HUNGER, Elise Blackwell's first novel, begins with this sentence, elegant in its simple statement. And from there an anonymous scientist, the narrator, endeavors on his personal recollection of one of the most horrific periods in history.

The narrator lived through the "hunger winter" that began in 1941 in Leningrad. For 900 days, he witnessed the city fall around him and the deaths of the city folk at the hands of Nazis. Following a lifetime of exotic travel that took him to Mexico, Afghanistan and other welcoming places in search of rare seed and plant specimens, he now finds himself trapped with his colleagues protecting the botanical institute they've worked so hard to build. A pact is made --- the scientists will not eat their collections, no matter how desperate for food they may become; they will preserve their store for future generations, even if they perish in their attempts. Only our narrator cannot truly accept this agreement. Directed by his appetites, he watches his colleagues barter their bodies and their few material possessions for scraps, for tree bark to make soup, for a single potato. Ultimately they die, as he indulges in the institute's seed supply behind their frail backs.
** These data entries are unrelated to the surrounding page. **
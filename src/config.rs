use crate::error::ConfigError;
use ow_haptics::{ManagerSettings, Pattern};
use ow_state::DebounceConfig;
use serde::{Deserialize, Serialize};
use std::fmt;
use std::path::Path;
use std::str::FromStr;
use tracing::warn;

/// What to do while the player is hacked
#[derive(Debug, Clone, Copy, PartialEq, Eq, Serialize, Deserialize)]
#[serde(try_from = "u8", into = "u8")]
pub enum HackedMode {
    Ignore,
    Silence,
    Pattern,
}

impl TryFrom<u8> for HackedMode {
    type Error = String;

    fn try_from(v: u8) -> Result<Self, Self::Error> {
        match v {
            0 => Ok(HackedMode::Ignore),
            1 => Ok(HackedMode::Silence),
            2 => Ok(HackedMode::Pattern),
            other => Err(format!("HACKED_EVENT must be 0, 1 or 2, got {}", other)),
        }
    }
}

impl From<HackedMode> for u8 {
    fn from(m: HackedMode) -> Self {
        match m {
            HackedMode::Ignore => 0,
            HackedMode::Silence => 1,
            HackedMode::Pattern => 2,
        }
    }
}

/// Settings read once at startup. Every key is required.
#[derive(Debug, Clone, PartialEq, Serialize, Deserialize)]
#[serde(rename_all = "SCREAMING_SNAKE_CASE")]
pub struct Config {
    pub vibe_for_elim: bool,
    pub elim_vibe_intensity: f64,
    pub elim_vibe_duration: f64,
    pub vibe_for_assist: bool,
    pub assist_vibe_intensity: f64,
    pub assist_vibe_duration: f64,
    pub vibe_for_save: bool,
    pub save_vibe_intensity: f64,
    pub save_vibe_duration: f64,

    pub vibe_for_being_beamed: bool,
    pub being_beamed_vibe_intensity: f64,
    pub vibe_for_being_orbed: bool,
    pub being_orbed_vibe_intensity: f64,

    pub hacked_event: HackedMode,
    pub hacked_pattern: Pattern,
    pub hacked_clears_active_vibes: bool,

    pub juno_vibe_for_glide_boost: bool,
    pub juno_glide_boost_pattern: Pattern,
    pub juno_vibe_for_pulsar_torpedoes: bool,
    pub juno_pulsar_torpedoes_pattern: Pattern,
    pub juno_pulsar_torpedoes_firing_intensity: f64,

    pub lucio_vibe_for_healing_song: bool,
    pub lucio_healing_song_pattern: Pattern,
    pub lucio_vibe_for_speed_song: bool,
    pub lucio_speed_song_pattern: Pattern,

    pub mercy_vibe_for_resurrect: bool,
    pub mercy_resurrect_vibe_intensity: f64,
    pub mercy_resurrect_vibe_duration: f64,
    pub mercy_vibe_for_heal_beam: bool,
    pub mercy_heal_beam_vibe_intensity: f64,
    pub mercy_vibe_for_damage_beam: bool,
    pub mercy_damage_beam_vibe_intensity: f64,

    pub zen_vibe_for_harmony_orb: bool,
    pub zen_harmony_orb_vibe_intensity: f64,
    pub zen_vibe_for_discord_orb: bool,
    pub zen_discord_orb_vibe_intensity: f64,

    pub max_vibe_intensity: f64,
    pub scale_all_intensities_by_max_intensity: bool,
    pub excluded_device_names: Vec<String>,
    pub emergency_stop_key_combo: String,
    pub max_refresh_rate: f64,
    pub dead_refresh_rate: f64,
    pub lucio_crossfade_buffer: u32,
    pub mercy_beam_disconnect_buffer: u32,
    pub zen_orb_disconnect_buffer: u32,
    pub juno_ability_buffer: u32,
}

impl Config {
    pub fn load(path: &Path) -> Result<Self, ConfigError> {
        let text = std::fs::read_to_string(path).map_err(|source| ConfigError::Read {
            path: path.to_path_buf(),
            source,
        })?;
        Self::from_json(&text)
    }

    pub fn from_json(text: &str) -> Result<Self, ConfigError> {
        let mut config: Config = serde_json::from_str(text)?;
        config.validate()?;
        Ok(config)
    }

    fn validate(&mut self) -> Result<(), ConfigError> {
        let scalars = [
            ("ELIM_VIBE_INTENSITY", self.elim_vibe_intensity),
            ("ELIM_VIBE_DURATION", self.elim_vibe_duration),
            ("ASSIST_VIBE_INTENSITY", self.assist_vibe_intensity),
            ("ASSIST_VIBE_DURATION", self.assist_vibe_duration),
            ("SAVE_VIBE_INTENSITY", self.save_vibe_intensity),
            ("SAVE_VIBE_DURATION", self.save_vibe_duration),
            ("BEING_BEAMED_VIBE_INTENSITY", self.being_beamed_vibe_intensity),
            ("BEING_ORBED_VIBE_INTENSITY", self.being_orbed_vibe_intensity),
            (
                "JUNO_PULSAR_TORPEDOES_FIRING_INTENSITY",
                self.juno_pulsar_torpedoes_firing_intensity,
            ),
            ("MERCY_RESURRECT_VIBE_INTENSITY", self.mercy_resurrect_vibe_intensity),
            ("MERCY_RESURRECT_VIBE_DURATION", self.mercy_resurrect_vibe_duration),
            ("MERCY_HEAL_BEAM_VIBE_INTENSITY", self.mercy_heal_beam_vibe_intensity),
            ("MERCY_DAMAGE_BEAM_VIBE_INTENSITY", self.mercy_damage_beam_vibe_intensity),
            ("ZEN_HARMONY_ORB_VIBE_INTENSITY", self.zen_harmony_orb_vibe_intensity),
            ("ZEN_DISCORD_ORB_VIBE_INTENSITY", self.zen_discord_orb_vibe_intensity),
        ];
        for (key, value) in scalars {
            if !value.is_finite() {
                return Err(invalid(key, format!("{} is not a finite number", value)));
            }
        }
        for (key, value) in [
            ("ELIM_VIBE_DURATION", self.elim_vibe_duration),
            ("ASSIST_VIBE_DURATION", self.assist_vibe_duration),
            ("SAVE_VIBE_DURATION", self.save_vibe_duration),
            ("MERCY_RESURRECT_VIBE_DURATION", self.mercy_resurrect_vibe_duration),
            ("MAX_REFRESH_RATE", self.max_refresh_rate),
            ("DEAD_REFRESH_RATE", self.dead_refresh_rate),
        ] {
            if value.is_nan() || value <= 0.0 {
                return Err(invalid(key, format!("must be greater than 0, got {}", value)));
            }
        }

        if !self.max_vibe_intensity.is_finite() || self.max_vibe_intensity < 0.0 {
            return Err(invalid(
                "MAX_VIBE_INTENSITY",
                format!("must be in [0, 1], got {}", self.max_vibe_intensity),
            ));
        }
        if self.max_vibe_intensity > 1.0 {
            warn!(
                "MAX_VIBE_INTENSITY {} is above 1, using 1",
                self.max_vibe_intensity
            );
            self.max_vibe_intensity = 1.0;
        }

        for (key, value) in [
            ("LUCIO_CROSSFADE_BUFFER", self.lucio_crossfade_buffer),
            ("MERCY_BEAM_DISCONNECT_BUFFER", self.mercy_beam_disconnect_buffer),
            ("ZEN_ORB_DISCONNECT_BUFFER", self.zen_orb_disconnect_buffer),
            ("JUNO_ABILITY_BUFFER", self.juno_ability_buffer),
        ] {
            if value == 0 {
                return Err(invalid(key, "must be at least 1".to_string()));
            }
        }

        self.emergency_stop_key_combo
            .parse::<KeyCombo>()
            .map_err(|reason| invalid("EMERGENCY_STOP_KEY_COMBO", reason))?;
        Ok(())
    }

    pub fn debounce(&self) -> DebounceConfig {
        DebounceConfig {
            mercy_beam: self.mercy_beam_disconnect_buffer,
            zenyatta_orb: self.zen_orb_disconnect_buffer,
            lucio_crossfade: self.lucio_crossfade_buffer,
            juno_ability: self.juno_ability_buffer,
        }
    }

    pub fn manager_settings(&self) -> ManagerSettings {
        ManagerSettings {
            max_intensity: self.max_vibe_intensity,
            scale_by_max: self.scale_all_intensities_by_max_intensity,
            excluded_devices: self.excluded_device_names.clone(),
        }
    }

    /// The validated emergency-stop combination
    pub fn key_combo(&self) -> Option<KeyCombo> {
        self.emergency_stop_key_combo.parse().ok()
    }
}

fn invalid(key: &'static str, reason: String) -> ConfigError {
    ConfigError::Invalid { key, reason }
}

#[derive(Debug, Clone, Copy, PartialEq, Eq, PartialOrd, Ord, Hash)]
pub enum Modifier {
    Ctrl,
    Shift,
    Alt,
    Cmd,
}

const NAMED_KEYS: &[&str] = &[
    "esc", "space", "enter", "tab", "backspace", "delete", "insert", "home", "end",
    "page_up", "page_down", "up", "down", "left", "right", "pause",
];

/// A key combination such as `<ctrl>+<shift>+x`.
///
/// Modifiers and named keys are written in angle brackets; a plain key is a
/// single character. Exactly one non-modifier key is required.
#[derive(Debug, Clone, PartialEq, Eq)]
pub struct KeyCombo {
    pub modifiers: Vec<Modifier>,
    pub key: String,
}

impl FromStr for KeyCombo {
    type Err = String;

    fn from_str(s: &str) -> Result<Self, Self::Err> {
        let mut modifiers = Vec::new();
        let mut key = None;
        for part in s.split('+').map(str::trim) {
            let token = if let Some(name) = part.strip_prefix('<').and_then(|p| p.strip_suffix('>')) {
                let name = name.to_ascii_lowercase();
                let modifier = match name.as_str() {
                    "ctrl" | "ctrl_l" | "ctrl_r" => Some(Modifier::Ctrl),
                    "shift" | "shift_l" | "shift_r" => Some(Modifier::Shift),
                    "alt" | "alt_l" | "alt_r" | "alt_gr" => Some(Modifier::Alt),
                    "cmd" | "cmd_l" | "cmd_r" => Some(Modifier::Cmd),
                    _ => None,
                };
                if let Some(m) = modifier {
                    if !modifiers.contains(&m) {
                        modifiers.push(m);
                    }
                    continue;
                }
                if !is_named_key(&name) {
                    return Err(format!("unknown key <{}>", name));
                }
                name
            } else if part.chars().count() == 1 {
                part.to_ascii_lowercase()
            } else {
                return Err(format!(
                    "'{}' is neither a single character nor an <angle-bracketed> key",
                    part
                ));
            };
            if key.replace(token).is_some() {
                return Err(format!("'{}' has more than one non-modifier key", s));
            }
        }

        let key = key.ok_or_else(|| format!("'{}' has no non-modifier key", s))?;
        modifiers.sort();
        Ok(KeyCombo { modifiers, key })
    }
}

fn is_named_key(name: &str) -> bool {
    if NAMED_KEYS.contains(&name) {
        return true;
    }
    name.strip_prefix('f')
        .and_then(|n| n.parse::<u8>().ok())
        .is_some_and(|n| (1..=24).contains(&n))
}

impl fmt::Display for KeyCombo {
    fn fmt(&self, f: &mut fmt::Formatter<'_>) -> fmt::Result {
        for m in &self.modifiers {
            let name = match m {
                Modifier::Ctrl => "ctrl",
                Modifier::Shift => "shift",
                Modifier::Alt => "alt",
                Modifier::Cmd => "cmd",
            };
            write!(f, "<{}>+", name)?;
        }
        if self.key.chars().count() == 1 {
            f.write_str(&self.key)
        } else {
            write!(f, "<{}>", self.key)
        }
    }
}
Among his colleagues is Alena, his wife, a woman of great principle. He also watches her dwindle away to nothing, while he feeds his appetite. He tries to rationalize his secret meals by saying he must do anything to survive at any cost. But his explanations are selfish; he is an indulgent man whose every choice in life has been dictated by his wants, his desires. In recounting his memories we learn that he collected women the way he collected seeds --- for their variety, their beauty, even their danger --- and with little regard for his wife, whom he says he adores. He claims that with each affair, with each poor decision, regret was always instant, but his regret is less for the guilt of what he did and more for having "awakened the horrible hunger" again.
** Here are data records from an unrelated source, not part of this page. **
use crate::Template;
use image::GrayImage;

/// Correlation score for every placement of a template inside a region crop
#[derive(Debug, Clone)]
pub struct ScoreMap {
    width: u32,
    height: u32,
    scores: Vec<f32>,
}

impl ScoreMap {
    pub fn width(&self) -> u32 {
        self.width
    }

    pub fn height(&self) -> u32 {
        self.height
    }

    pub fn get(&self, x: u32, y: u32) -> f32 {
        self.scores[(y * self.width + x) as usize]
    }

    /// Best score, skipping undefined (NaN) cells. A map with no defined
    /// cell scores -1.
    pub fn max(&self) -> f32 {
        nan_max(&self.scores).unwrap_or(-1.0)
    }

    /// Number of separate 8-connected blobs of cells scoring above `threshold`.
    ///
    /// One icon lights up a small cluster of neighboring placements, so each
    /// blob counts as one match.
    pub fn count_above(&self, threshold: f32) -> usize {
        let (w, h) = (self.width as usize, self.height as usize);
        let hot: Vec<bool> = self.scores.iter().map(|&s| s > threshold).collect();
        let mut seen = vec![false; hot.len()];
        let mut stack = Vec::new();
        let mut blobs = 0;

        for start in 0..hot.len() {
            if !hot[start] || seen[start] {
                continue;
            }
            blobs += 1;
            seen[start] = true;
            stack.push(start);

            while let Some(i) = stack.pop() {
                let (x, y) = ((i % w) as i64, (i / w) as i64);
                for dy in -1..=1 {
                    for dx in -1..=1 {
                        let (nx, ny) = (x + dx, y + dy);
                        if nx < 0 || ny < 0 || nx >= w as i64 || ny >= h as i64 {
                            continue;
                        }
                        let j = ny as usize * w + nx as usize;
                        if hot[j] && !seen[j] {
                            seen[j] = true;
                            stack.push(j);
                        }
                    }
                }
            }
        }

        blobs
    }
}

/// Maximum that ignores NaN; `None` if every value is NaN (or there are none)
pub fn nan_max(values: &[f32]) -> Option<f32> {
    values
        .iter()
        .copied()
        .filter(|v| !v.is_nan())
        .fold(None, |best, v| Some(best.map_or(v, |b: f32| b.max(v))))
}

/// Zero-mean normalized cross-correlation of `template` slid across `image`.
///
/// Scores lie in [-1, 1]. Unmasked placements over a flat patch score 0.
/// Masked placements over a patch that is flat under the mask are undefined
/// and come out as NaN.
///
/// `image` must be at least as large as the template in both dimensions.
pub fn score_map(image: &GrayImage, template: &Template) -> ScoreMap {
    let (iw, ih) = image.dimensions();
    let (tw, th) = (template.width(), template.height());
    debug_assert!(iw >= tw && ih >= th);

    let width = iw - tw + 1;
    let height = ih - th + 1;
    let mut scores = Vec::with_capacity((width * height) as usize);

    match template.mask() {
        None => {
            let sums = IntegralImage::new(image);
            let n = (tw * th) as f64;
            for y in 0..height {
                for x in 0..width {
                    let (s1, s2) = sums.window(x, y, tw, th);
                    let window_energy = s2 - s1 * s1 / n;
                    let denom = (window_energy * template.energy()).sqrt();
                    if denom < 1e-10 {
                        scores.push(0.0);
                        continue;
                    }
                    let cross = cross_sum(image, template, x, y);
                    scores.push((cross / denom) as f32);
                }
            }
        }
        Some(mask) => {
            let n = template.active() as f64;
            for y in 0..height {
                for x in 0..width {
                    let mut s1 = 0.0;
                    let mut s2 = 0.0;
                    let mut cross = 0.0;
                    for ty in 0..th {
                        for tx in 0..tw {
                            let i = (ty * tw + tx) as usize;
                            if !mask[i] {
                                continue;
                            }
                            let p = image.get_pixel(x + tx, y + ty)[0] as f64;
                            s1 += p;
                            s2 += p * p;
                            cross += p * template.centered()[i];
                        }
                    }
                    let window_energy = s2 - s1 * s1 / n;
                    let denom = (window_energy * template.energy()).sqrt();
                    scores.push(if denom < 1e-10 {
                        f32::NAN
                    } else {
                        (cross / denom) as f32
                    });
                }
            }
        }
    }

    ScoreMap {
        width,
        height,
        scores,
    }
}

/// Sum of image pixels times the centered template at one placement.
/// The centered template sums to zero, so the window mean drops out.
fn cross_sum(image: &GrayImage, template: &Template, x: u32, y: u32) -> f64 {
    let tw = template.width();
    let centered = template.centered();
    let mut cross = 0.0;
    for ty in 0..template.height() {
        for tx in 0..tw {
            let p = image.get_pixel(x + tx, y + ty)[0] as f64;
            cross += p * centered[(ty * tw + tx) as usize];
        }
    }
    cross
}

/// Summed-area tables of pixel values and squared pixel values
struct IntegralImage {
    stride: usize,
    sum: Vec<f64>,
    sum_sq: Vec<f64>,
}

impl IntegralImage {
    fn new(image: &GrayImage) -> Self {
        let (w, h) = (image.width() as usize, image.height() as usize);
        let stride = w + 1;
        let mut sum = vec![0.0; stride * (h + 1)];
        let mut sum_sq = vec![0.0; stride * (h + 1)];
        for y in 0..h {
            let mut row = 0.0;
            let mut row_sq = 0.0;
            for x in 0..w {
                let p = image.get_pixel(x as u32, y as u32)[0] as f64;
                row += p;
                row_sq += p * p;
                let i = (y + 1) * stride + x + 1;
                sum[i] = sum[i - stride] + row;
                sum_sq[i] = sum_sq[i - stride] + row_sq;
            }
        }
        Self {
            stride,
            sum,
            sum_sq,
        }
    }

    /// (sum, sum of squares) over the w×h window at (x, y)
    fn window(&self, x: u32, y: u32, w: u32, h: u32) -> (f64, f64) {
        let (x0, y0) = (x as usize, y as usize);
        let (x1, y1) = (x0 + w as usize, y0 + h as usize);
        let at = |t: &[f64], x: usize, y: usize| t[y * self.stride + x];
        let area = |t: &[f64]| at(t, x1, y1) - at(t, x0, y1) - at(t, x1, y0) + at(t, x0, y0);
        (area(&self.sum), area(&self.sum_sq))
    }
}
A brief book, Blackwell's writing is economical, replicating the very deprivation her book depicts. Her prose is spare, short passages and short memories. But to not remember might render the power to finally do the narrator in: "I told myself that pain was the price of life; its absence was the step into death."

In the end the narrator, like his long lost colleagues, saves seeds too. In a jar he has "reproduced each mouthful of food I stole during the winter of hunger … I wonder if such a meager portion could have kept my Alena alive." Does he regret his choice, or hers?

The shelves are full of excellent books, fiction and non-fiction, about the travesties of World War II and the Holocaust. While the setting of HUNGER is unique, it is an all-too-recognizably-human story about the choice between one's own life and what one might leave for the next generation (in this case, the institute's collections). A true humanitarian would put the good of others before the good of the self --- but not Blackwell's narrator. He lacks redeeming qualities, and it is that lack that makes his personal story such an original and oddly fascinating read.